Two settings turned out to matter a lot more than expected:

  • idle controls how long the receiver waits for silence before it considers a transmission “done” and flushes the buffer. An initial attempt at 4ms was far too short — it kept splitting single button presses into multiple truncated log lines, right in the middle of the data that actually mattered. Raising it to 15ms captured full, unbroken transmissions.
  • Squelch. Even with the CC1101, the 433.92MHz band was noisy — a steady stream of unrelated interference was showing up regardless of which button was pressed. The CC1101 ESPHome component supports carrier-sense squelch, which fixed this cleanly:

cc1101:
  cs_pin: D8
  gdo0_pin:
    number: D1
    allow_other_uses: true
  frequency: 433.92MHz
  modulation_type: ASK/OOK
  rx_attenuation: 12dB
  carrier_sense_above_threshold: true
  carrier_sense_rel_thr: +10dB

With both settings in place, pressing a button produced a single clean burst per press, with the button held down repeating the same signal several times in a row.

What the pulses look like

Typical measured pulse lengths across the capture included short pulses around 270–320μs, longer ones around 860–910μs, and one consistently much longer pulse around 5.6ms that showed up repeatedly between packets — clearly some kind of frame separator.

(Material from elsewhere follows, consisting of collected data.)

mod categories;
mod display;
mod health;

pub use categories::list_categories;
pub use display::display_products;
pub use health::health_check;
use nearbuy_core::ports::CatalogSource;
use std::sync::Arc;

#[derive(Clone)]
pub struct AppState {
    pub catalog: Arc<dyn CatalogSource>,
}

impl AppState {
    pub fn new(catalog: Arc<dyn CatalogSource>) -> Self {
        Self { catalog }
    }
}
use std::sync::Arc;

use axum::http::{header, HeaderValue, Method};
use nearbuy_catalog::HttpCatalog;
use nearbuy_core::config::LayeredConfig;
use tower_http::cors::CorsLayer;
use tracing_subscriber::{layer::SubscriberExt, util::SubscriberInitExt};

use nearbuy_api::create_router;
use nearbuy_api::AppState;

#[tokio::main]
async fn main() {
    tracing_subscriber::registry()
        .with(
            tracing_subscriber::EnvFilter::try_from_default_env()
                .unwrap_or_else(|_| "nearbuy_api=info,tower_http=debug".into()),
        )
        .with(tracing_subscriber::fmt::layer())
        .init();

    let config = LayeredConfig::with_defaults().load_from_env();
    let port = config.port.value;
    let catalog_url = config.catalog_url.value.clone();
    let timeout_secs = config.timeout_secs.value;

    tracing::info!(
        port = port,
        catalog_url = %catalog_url,
        timeout_secs = timeout_secs,
        "Starting Nearbuy API server"
    );

    let catalog = Arc::new(HttpCatalog::new(catalog_url, timeout_secs));
    let state = Arc::new(AppState::new(catalog));

    let cors = CorsLayer::new()
        .allow_origin("http://localhost:3000".parse::<HeaderValue>().unwrap())
        .allow_methods([Method::GET, Method::POST, Method::OPTIONS])
        .allow_headers([header::CONTENT_TYPE, header::AUTHORIZATION]);

    let app = create_router(state).layer(cors);

    let addr = format!("0.0.0.0:{}", port);
    let listener = match tokio::net::TcpListener::bind(&addr).await {
        Ok(listener) => listener,
        Err(e) => {
            tracing::error!("Failed to bind {}: {}", addr, e);
            std::process::exit(1);
        }
    };

    tracing::info!("Listening on {}", addr);
    tracing::info!("CORS enabled for http://localhost:3000");

    if let Err(e) = axum::serve(listener, app).await {
        tracing::error!("Server error: {}", e);
        std::process::exit(1);
    }
}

Here’s an actual captured burst for Speed 1, holding the button close to the receiver:


860,-1505, 860,-1505, 860,-330, 860,-1505, 860,-330,
860,-2690, 860,-330, 860,-1505, 860,-330, 860

Positive numbers are the transmitter “on” (mark), negative numbers are “off” (space), both in microseconds.

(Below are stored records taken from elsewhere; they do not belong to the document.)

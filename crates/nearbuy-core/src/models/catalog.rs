use serde::{Deserialize, Serialize};

/// Per-category configuration: the category string the Catalog Service
/// recognizes plus its subcategory taxonomy
///
/// Category pages differ only in these two values; everything else goes
/// through the shared pipeline.
#[derive(Debug, Clone, Copy, PartialEq, Eq, Serialize)]
pub struct CategorySpec {
    /// Category name as used by `GET /api/products/category/{name}`
    pub name: &'static str,

    /// Subcategories offered for this category, in display order
    pub subcategories: &'static [&'static str],
}

/// The storefront category table
///
/// One entry per category page. Adding a category is a table edit, not a new
/// code path.
pub fn categories() -> &'static [CategorySpec] {
    const CATEGORIES: &[CategorySpec] = &[
        CategorySpec {
            name: "groceries",
            subcategories: &["staples", "snacks", "beverages", "spices"],
        },
        CategorySpec {
            name: "vegetables",
            subcategories: &["leafy", "root", "exotic"],
        },
        CategorySpec {
            name: "fruits",
            subcategories: &["seasonal", "citrus", "imported"],
        },
        CategorySpec {
            name: "dairy",
            subcategories: &["milk", "cheese", "butter", "yogurt"],
        },
        CategorySpec {
            name: "bakery",
            subcategories: &["bread", "cakes", "cookies"],
        },
        CategorySpec {
            name: "meat",
            subcategories: &["poultry", "mutton", "seafood"],
        },
        CategorySpec {
            name: "electronics",
            subcategories: &["audio", "cameras", "accessories"],
        },
        CategorySpec {
            name: "mobiles",
            subcategories: &["smartphones", "feature-phones", "tablets"],
        },
        CategorySpec {
            name: "appliances",
            subcategories: &["kitchen", "laundry", "cooling"],
        },
        CategorySpec {
            name: "fashion",
            subcategories: &["men", "women", "kids"],
        },
        CategorySpec {
            name: "footwear",
            subcategories: &["casual", "sports", "formal"],
        },
        CategorySpec {
            name: "furniture",
            subcategories: &["living-room", "bedroom", "office"],
        },
        CategorySpec {
            name: "books",
            subcategories: &["fiction", "academic", "children"],
        },
        CategorySpec {
            name: "toys",
            subcategories: &["educational", "outdoor", "board-games"],
        },
        CategorySpec {
            name: "beauty",
            subcategories: &["skincare", "haircare", "fragrance"],
        },
        CategorySpec {
            name: "sports",
            subcategories: &["fitness", "cricket", "cycling"],
        },
        CategorySpec {
            name: "stationery",
            subcategories: &["writing", "office", "art"],
        },
        CategorySpec {
            name: "medicines",
            subcategories: &["otc", "wellness", "devices"],
        },
        CategorySpec {
            name: "pets",
            subcategories: &["food", "grooming", "toys"],
        },
        CategorySpec {
            name: "hardware",
            subcategories: &["tools", "electrical", "plumbing"],
        },
    ];
    CATEGORIES
}

/// Look up a category by name, ignoring ASCII case
pub fn find_category(name: &str) -> Option<&'static CategorySpec> {
    categories().iter().find(|c| c.name.eq_ignore_ascii_case(name))
}

/// Vendor-scoped catalog query
///
/// Mirrors `GET /api/products?vendor=&sellerId=&status=`. Absent fields
/// place no constraint.
#[derive(Debug, Clone, Default, Serialize, Deserialize)]
pub struct VendorQuery {
    /// Exact vendor display name
    pub vendor: Option<String>,

    /// Seller account identifier
    pub seller_id: Option<String>,

    /// Listing status (e.g. "approved", "pending")
    pub status: Option<String>,
}

impl VendorQuery {
    /// Create an unconstrained query
    pub fn new() -> Self {
        Self::default()
    }

    /// Restrict to one vendor
    pub fn with_vendor(mut self, vendor: impl Into<String>) -> Self {
        self.vendor = Some(vendor.into());
        self
    }

    /// Restrict to one seller account
    pub fn with_seller_id(mut self, seller_id: impl Into<String>) -> Self {
        self.seller_id = Some(seller_id.into());
        self
    }

    /// Restrict to one listing status
    pub fn with_status(mut self, status: impl Into<String>) -> Self {
        self.status = Some(status.into());
        self
    }

    /// Check if the query places no constraint
    pub fn is_empty(&self) -> bool {
        self.vendor.is_none() && self.seller_id.is_none() && self.status.is_none()
    }
}
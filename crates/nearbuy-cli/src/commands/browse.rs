use std::fs;
use std::path::Path;
use std::sync::Arc;

use anyhow::{bail, Context, Result};
use tabled::Tabled;

use nearbuy_catalog::{HttpCatalog, MemoryCatalog};
use nearbuy_core::config::{CliConfigOverrides, LayeredConfig};
use nearbuy_core::models::{categories, find_category, Product, VendorQuery};
use nearbuy_core::ports::CatalogSource;
use nearbuy_engine::{
    BrowseRequest, BrowseResult, BrowseScope, DisplayPipeline, FilterCriteria, SortMode,
};
use nearbuy_geo::Origin;

use crate::cli::BrowseArgs;
use crate::output::OutputWriter;

pub async fn execute(args: BrowseArgs, output: &OutputWriter, explain: bool) -> Result<()> {
    let mut config = LayeredConfig::with_defaults().load_from_env();
    config.update_from_cli(CliConfigOverrides {
        catalog_url: args.catalog_url.clone(),
        timeout_secs: args.timeout_secs,
        port: None,
    });

    let sort_mode = parse_sort_mode(&args.sort)?;

    let origin = match (args.lat, args.lon) {
        (Some(lat), Some(lon)) => Some(Origin::new(lat, lon)?),
        _ => None,
    };

    if args.category.is_some() && (args.seller_id.is_some() || args.status.is_some()) {
        output.warning(
            "--seller-id and --status apply to vendor listings and are ignored with a category",
        );
    }

    // With a category, --vendor is a client-side exact scope over the
    // category snapshot. Without one, it becomes the upstream vendor query.
    let (scope, vendor_scope) = match &args.category {
        Some(name) => {
            let spec = find_category(name).ok_or_else(|| {
                let known: Vec<&str> = categories().iter().map(|c| c.name).collect();
                anyhow::anyhow!("Unknown category '{}'. Known categories: {}", name, known.join(", "))
            })?;
            (BrowseScope::Category(spec.name.to_string()), args.vendor.clone())
        }
        None => {
            let query = VendorQuery {
                vendor: args.vendor.clone(),
                seller_id: args.seller_id.clone(),
                status: args.status.clone(),
            };
            (BrowseScope::Vendor(query), None)
        }
    };

    let mut criteria = FilterCriteria::new().with_sort_mode(sort_mode);
    criteria.vendor_scope = vendor_scope;
    criteria.search_query = args.search.clone();
    criteria.price_min = args.price_min;
    criteria.price_max = args.price_max;
    criteria.subcategory = args.subcategory.clone();
    criteria.store_query = args.store.clone();

    let request = BrowseRequest { scope, origin, criteria, explain };

    // Display browse plan
    output.section("Browse Plan");
    match &request.scope {
        BrowseScope::Category(name) => output.kv("Category", name),
        BrowseScope::Vendor(query) => {
            output.kv("Vendor", query.vendor.as_deref().unwrap_or("(any)"));
            if let Some(seller_id) = &query.seller_id {
                output.kv("Seller", seller_id);
            }
            if let Some(status) = &query.status {
                output.kv("Status", status);
            }
        }
    }
    match origin {
        Some(origin) => output.kv("Origin", format!("{}, {}", origin.lat, origin.lon)),
        None => output.kv("Origin", "None (distances fall back to \"Within 5km\")"),
    }
    output.kv("Sort", &args.sort);

    // Pick the catalog source
    let source: Arc<dyn CatalogSource> = match &args.file {
        Some(path) => Arc::new(load_snapshot(path)?),
        None => Arc::new(HttpCatalog::new(
            config.catalog_url.value.clone(),
            config.timeout_secs.value,
        )),
    };

    let pipeline = DisplayPipeline::new(source);
    let result = pipeline.execute(&request).await.context("Failed to browse catalog")?;

    render(output, &result, explain)
}

/// Load a product snapshot from a JSON file
fn load_snapshot(path: &Path) -> Result<MemoryCatalog> {
    let content = fs::read_to_string(path)
        .with_context(|| format!("Failed to read snapshot file {}", path.display()))?;
    let products: Vec<Product> =
        serde_json::from_str(&content).context("Snapshot must be a JSON array of products")?;

    Ok(MemoryCatalog::with_products(products))
}

/// Parse a sort mode string
fn parse_sort_mode(s: &str) -> Result<SortMode> {
    match s.to_lowercase().as_str() {
        "none" => Ok(SortMode::None),
        "price-asc" => Ok(SortMode::PriceAsc),
        "price-desc" => Ok(SortMode::PriceDesc),
        "distance-asc" => Ok(SortMode::DistanceAsc),
        "name-asc" => Ok(SortMode::NameAsc),
        "name-desc" => Ok(SortMode::NameDesc),
        _ => bail!(
            "Invalid sort mode: {}. Use none, price-asc, price-desc, distance-asc, name-asc, or name-desc",
            s
        ),
    }
}

#[derive(Tabled, serde::Serialize)]
struct ProductRow {
    #[tabled(rename = "Name")]
    name: String,

    #[tabled(rename = "Vendor")]
    vendor: String,

    #[tabled(rename = "Price")]
    price: String,

    #[tabled(rename = "Distance")]
    distance: String,

    #[tabled(rename = "Category")]
    category: String,
}

fn render(output: &OutputWriter, result: &BrowseResult, explain: bool) -> Result<()> {
    if output.is_json() {
        return output.result(result);
    }

    output.section("Results");
    output.info(format!(
        "{} of {} products after filtering (snapshot from {})",
        result.products.len(),
        result.total_fetched,
        result.fetched_at.format("%H:%M:%S")
    ));

    let rows: Vec<ProductRow> = result
        .products
        .iter()
        .map(|p| ProductRow {
            name: p.product.name.clone(),
            vendor: p.product.vendor.clone().unwrap_or_else(|| "-".to_string()),
            price: format!("₹{}", p.product.price),
            distance: p.distance_label.clone(),
            category: p.product.category.clone().unwrap_or_else(|| "-".to_string()),
        })
        .collect();

    output.table(rows);

    if explain {
        if let Some(explanation) = &result.explanation {
            output.section("Filter Stages");
            for stage in &explanation.stages {
                if stage.applied {
                    output.kv(&stage.stage, format!("{} -> {}", stage.evaluated, stage.matched));
                } else {
                    output.kv(&stage.stage, "not applied");
                }
            }
            output.kv("sort", format!("{:?}", explanation.sort_mode));
        }
    }

    Ok(())
}
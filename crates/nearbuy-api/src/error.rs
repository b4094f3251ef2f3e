use axum::{
    http::StatusCode,
    response::{IntoResponse, Response},
    Json,
};
use serde::Serialize;

/// Unified API error type
#[derive(Debug)]
pub struct ApiError {
    pub status: StatusCode,
    pub message: String,
    pub details: Option<String>,
}

impl ApiError {
    pub fn bad_request(message: impl Into<String>) -> Self {
        Self {
            status: StatusCode::BAD_REQUEST,
            message: message.into(),
            details: None,
        }
    }

    pub fn not_found(message: impl Into<String>) -> Self {
        Self {
            status: StatusCode::NOT_FOUND,
            message: message.into(),
            details: None,
        }
    }

    pub fn bad_gateway(message: impl Into<String>) -> Self {
        Self {
            status: StatusCode::BAD_GATEWAY,
            message: message.into(),
            details: None,
        }
    }

    pub fn internal(message: impl Into<String>) -> Self {
        Self {
            status: StatusCode::INTERNAL_SERVER_ERROR,
            message: message.into(),
            details: None,
        }
    }

    pub fn with_details(mut self, details: impl Into<String>) -> Self {
        self.details = Some(details.into());
        self
    }
}

#[derive(Serialize)]
struct ErrorBody {
    error: String,
    #[serde(skip_serializing_if = "Option::is_none")]
    details: Option<String>,
}

impl IntoResponse for ApiError {
    fn into_response(self) -> Response {
        let body = ErrorBody {
            error: self.message,
            details: self.details,
        };
        (self.status, Json(body)).into_response()
    }
}

impl From<nearbuy_core::error::NearbuyError> for ApiError {
    fn from(err: nearbuy_core::error::NearbuyError) -> Self {
        use nearbuy_core::error::NearbuyError;

        match &err {
            NearbuyError::CatalogUnavailable { .. } => {
                Self::bad_gateway("Catalog service unavailable").with_details(err.to_string())
            }
            NearbuyError::CategoryUnknown { .. } => {
                Self::not_found("Unknown category").with_details(err.to_string())
            }
            NearbuyError::InvalidOrigin { .. } => {
                Self::bad_request("Invalid origin").with_details(err.to_string())
            }
            _ => Self::internal("Internal error").with_details(err.to_string()),
        }
    }
}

Two different decoding theories

Here’s where the story splits into two parallel analyses of the same underlying data — and where I want to be upfront that they don’t fully agree with each other, which is itself an interesting result.

Theory 1: bit classification within the frame

One pass at the raw captures classified every pulse as short (s), long (l), or frame separator (S), and treated bit-pairs as binary digits — ls decoding to a 1 bit, sl decoding to a 0 bit. A Speed 1 frame, run through this scheme, produced the pulse-class sequence:


lssllssllslssllslsslsllslssllslsslslslslsllssllss

which decoded to the binary string 101011011001101100000101, or hex 0xAD9B05. Repeating this across every button produced a consistent picture: a shared 16-bit address of AD9B across every button, with only the last byte varying:

ButtonCode
Speed 1AD9B05
Speed 2AD9B0A
Speed 3AD9B06
Speed 4AD9B09
Speed 5AD9B02
FanAD9B03
LightAD9B0D
Forward/ReverseAD9B0C

This is a clean, classic remote-control structure — a fixed address identifying the specific fan/remote pairing, plus a small per-button command byte. If accurate, it would make this a fairly conventional fixed-code remote at heart, just with a slightly unusual bit encoding.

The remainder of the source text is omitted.